_Exercise directions:_
Pull each line containing "percentile" out of the data and copy it.

**** Data excerpts ****

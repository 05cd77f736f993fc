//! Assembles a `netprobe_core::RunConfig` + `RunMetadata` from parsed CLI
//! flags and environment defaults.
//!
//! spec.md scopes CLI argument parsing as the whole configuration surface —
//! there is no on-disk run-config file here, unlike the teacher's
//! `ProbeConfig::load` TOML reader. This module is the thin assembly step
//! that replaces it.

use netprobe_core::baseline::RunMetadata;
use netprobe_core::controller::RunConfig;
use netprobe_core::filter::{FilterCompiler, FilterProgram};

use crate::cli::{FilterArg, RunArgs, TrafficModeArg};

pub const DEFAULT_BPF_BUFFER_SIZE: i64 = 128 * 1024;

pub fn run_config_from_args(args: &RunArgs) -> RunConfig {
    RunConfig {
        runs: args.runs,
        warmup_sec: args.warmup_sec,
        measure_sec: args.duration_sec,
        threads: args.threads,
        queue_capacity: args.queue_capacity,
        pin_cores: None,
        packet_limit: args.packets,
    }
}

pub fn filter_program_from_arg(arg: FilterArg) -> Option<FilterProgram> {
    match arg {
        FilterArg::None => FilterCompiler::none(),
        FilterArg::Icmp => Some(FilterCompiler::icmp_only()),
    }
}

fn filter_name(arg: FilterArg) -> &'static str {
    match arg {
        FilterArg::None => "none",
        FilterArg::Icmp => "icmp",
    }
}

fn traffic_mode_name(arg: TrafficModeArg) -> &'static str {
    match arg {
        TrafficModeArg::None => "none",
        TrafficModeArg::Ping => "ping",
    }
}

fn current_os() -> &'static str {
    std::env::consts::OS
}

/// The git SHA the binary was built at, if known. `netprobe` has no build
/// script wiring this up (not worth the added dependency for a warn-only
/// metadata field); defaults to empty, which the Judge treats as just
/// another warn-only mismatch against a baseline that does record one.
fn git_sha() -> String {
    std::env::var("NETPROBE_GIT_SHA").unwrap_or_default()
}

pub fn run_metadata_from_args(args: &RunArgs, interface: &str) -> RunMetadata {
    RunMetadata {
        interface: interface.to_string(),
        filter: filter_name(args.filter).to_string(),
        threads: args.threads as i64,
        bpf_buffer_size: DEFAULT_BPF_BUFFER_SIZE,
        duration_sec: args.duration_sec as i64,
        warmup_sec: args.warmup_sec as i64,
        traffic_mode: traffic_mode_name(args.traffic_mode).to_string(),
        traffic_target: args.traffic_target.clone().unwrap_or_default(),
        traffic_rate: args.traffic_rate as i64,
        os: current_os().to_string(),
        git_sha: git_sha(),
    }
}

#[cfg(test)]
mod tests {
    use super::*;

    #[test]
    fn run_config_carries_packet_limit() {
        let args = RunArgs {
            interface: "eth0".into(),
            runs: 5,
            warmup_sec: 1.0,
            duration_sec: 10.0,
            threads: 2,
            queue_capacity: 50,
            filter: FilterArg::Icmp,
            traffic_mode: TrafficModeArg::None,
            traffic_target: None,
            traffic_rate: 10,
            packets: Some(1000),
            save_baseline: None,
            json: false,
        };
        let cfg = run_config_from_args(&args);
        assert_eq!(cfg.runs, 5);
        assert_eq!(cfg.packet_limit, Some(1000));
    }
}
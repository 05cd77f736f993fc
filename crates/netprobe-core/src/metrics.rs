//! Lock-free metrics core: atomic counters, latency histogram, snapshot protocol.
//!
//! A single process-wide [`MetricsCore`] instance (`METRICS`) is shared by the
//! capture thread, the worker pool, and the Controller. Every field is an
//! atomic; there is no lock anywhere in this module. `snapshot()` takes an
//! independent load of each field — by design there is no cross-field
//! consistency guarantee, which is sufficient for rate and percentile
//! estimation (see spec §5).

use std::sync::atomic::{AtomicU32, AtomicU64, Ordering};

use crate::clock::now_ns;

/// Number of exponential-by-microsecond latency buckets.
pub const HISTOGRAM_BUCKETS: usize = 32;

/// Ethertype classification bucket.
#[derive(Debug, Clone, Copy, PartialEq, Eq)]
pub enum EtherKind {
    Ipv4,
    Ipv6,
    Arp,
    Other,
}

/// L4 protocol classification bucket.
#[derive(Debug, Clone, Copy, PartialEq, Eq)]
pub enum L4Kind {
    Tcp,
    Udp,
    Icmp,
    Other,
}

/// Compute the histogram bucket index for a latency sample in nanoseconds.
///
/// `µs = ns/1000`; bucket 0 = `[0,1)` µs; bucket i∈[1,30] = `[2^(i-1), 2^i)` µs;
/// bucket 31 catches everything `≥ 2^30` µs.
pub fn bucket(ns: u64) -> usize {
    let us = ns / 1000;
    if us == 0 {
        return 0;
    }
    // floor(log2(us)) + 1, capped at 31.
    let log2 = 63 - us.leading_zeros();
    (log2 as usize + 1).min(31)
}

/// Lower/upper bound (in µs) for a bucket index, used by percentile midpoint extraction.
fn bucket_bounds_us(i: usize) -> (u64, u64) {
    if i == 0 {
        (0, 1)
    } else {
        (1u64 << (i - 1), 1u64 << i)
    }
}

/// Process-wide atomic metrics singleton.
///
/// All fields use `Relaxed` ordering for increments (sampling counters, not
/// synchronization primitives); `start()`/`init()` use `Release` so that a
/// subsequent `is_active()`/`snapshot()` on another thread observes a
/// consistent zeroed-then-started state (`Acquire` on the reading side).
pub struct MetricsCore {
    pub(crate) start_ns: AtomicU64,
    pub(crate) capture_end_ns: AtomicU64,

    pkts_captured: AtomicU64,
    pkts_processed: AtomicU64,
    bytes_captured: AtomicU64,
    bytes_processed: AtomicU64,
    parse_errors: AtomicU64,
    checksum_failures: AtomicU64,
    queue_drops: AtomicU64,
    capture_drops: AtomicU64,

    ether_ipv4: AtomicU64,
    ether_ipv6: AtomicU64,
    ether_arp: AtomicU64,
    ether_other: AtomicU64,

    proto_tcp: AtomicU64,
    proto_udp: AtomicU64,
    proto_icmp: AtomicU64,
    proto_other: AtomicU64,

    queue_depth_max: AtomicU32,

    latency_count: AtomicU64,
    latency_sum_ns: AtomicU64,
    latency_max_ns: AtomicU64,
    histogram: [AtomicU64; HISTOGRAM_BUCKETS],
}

****
**** Data excerpts ****

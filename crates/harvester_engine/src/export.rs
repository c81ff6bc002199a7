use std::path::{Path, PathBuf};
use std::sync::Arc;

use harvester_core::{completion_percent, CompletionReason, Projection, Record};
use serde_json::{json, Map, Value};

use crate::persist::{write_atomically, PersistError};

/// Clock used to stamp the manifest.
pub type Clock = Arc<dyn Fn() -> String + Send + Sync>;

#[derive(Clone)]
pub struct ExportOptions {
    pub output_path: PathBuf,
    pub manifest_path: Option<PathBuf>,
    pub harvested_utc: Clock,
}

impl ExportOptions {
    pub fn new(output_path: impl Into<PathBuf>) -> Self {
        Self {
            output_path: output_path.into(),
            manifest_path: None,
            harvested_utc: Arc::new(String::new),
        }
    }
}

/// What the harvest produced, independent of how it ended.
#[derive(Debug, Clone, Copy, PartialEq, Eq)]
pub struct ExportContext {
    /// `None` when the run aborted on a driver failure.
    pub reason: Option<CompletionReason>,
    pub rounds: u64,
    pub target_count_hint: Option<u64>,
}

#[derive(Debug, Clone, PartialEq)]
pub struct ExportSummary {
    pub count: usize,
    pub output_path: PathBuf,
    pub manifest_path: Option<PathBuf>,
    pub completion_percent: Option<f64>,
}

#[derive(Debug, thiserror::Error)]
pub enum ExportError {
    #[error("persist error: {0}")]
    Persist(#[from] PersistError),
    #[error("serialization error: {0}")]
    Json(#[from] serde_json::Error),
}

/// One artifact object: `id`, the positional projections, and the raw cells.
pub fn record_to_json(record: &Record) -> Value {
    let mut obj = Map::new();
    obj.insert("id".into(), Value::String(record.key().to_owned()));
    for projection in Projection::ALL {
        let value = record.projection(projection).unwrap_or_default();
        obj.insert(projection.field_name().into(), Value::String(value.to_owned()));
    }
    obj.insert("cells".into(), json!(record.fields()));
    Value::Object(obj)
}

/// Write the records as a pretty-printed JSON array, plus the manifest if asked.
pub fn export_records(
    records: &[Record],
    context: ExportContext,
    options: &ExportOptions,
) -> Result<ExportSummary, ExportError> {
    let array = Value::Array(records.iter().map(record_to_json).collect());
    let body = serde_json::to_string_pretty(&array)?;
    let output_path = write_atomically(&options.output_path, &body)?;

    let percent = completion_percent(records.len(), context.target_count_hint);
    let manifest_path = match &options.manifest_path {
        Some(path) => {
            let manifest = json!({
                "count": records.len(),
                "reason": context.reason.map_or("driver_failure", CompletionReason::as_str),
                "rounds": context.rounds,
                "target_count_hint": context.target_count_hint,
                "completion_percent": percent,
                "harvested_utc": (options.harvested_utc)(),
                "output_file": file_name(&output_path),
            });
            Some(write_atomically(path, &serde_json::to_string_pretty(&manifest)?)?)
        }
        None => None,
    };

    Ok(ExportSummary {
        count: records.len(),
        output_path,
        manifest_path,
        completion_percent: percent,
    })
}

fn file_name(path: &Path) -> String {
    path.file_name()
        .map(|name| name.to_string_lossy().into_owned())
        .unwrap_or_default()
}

****

_Exercise response:_
//! consistency guarantee, which is sufficient for rate and percentile
/// Lower/upper bound (in µs) for a bucket index, used by percentile midpoint extraction.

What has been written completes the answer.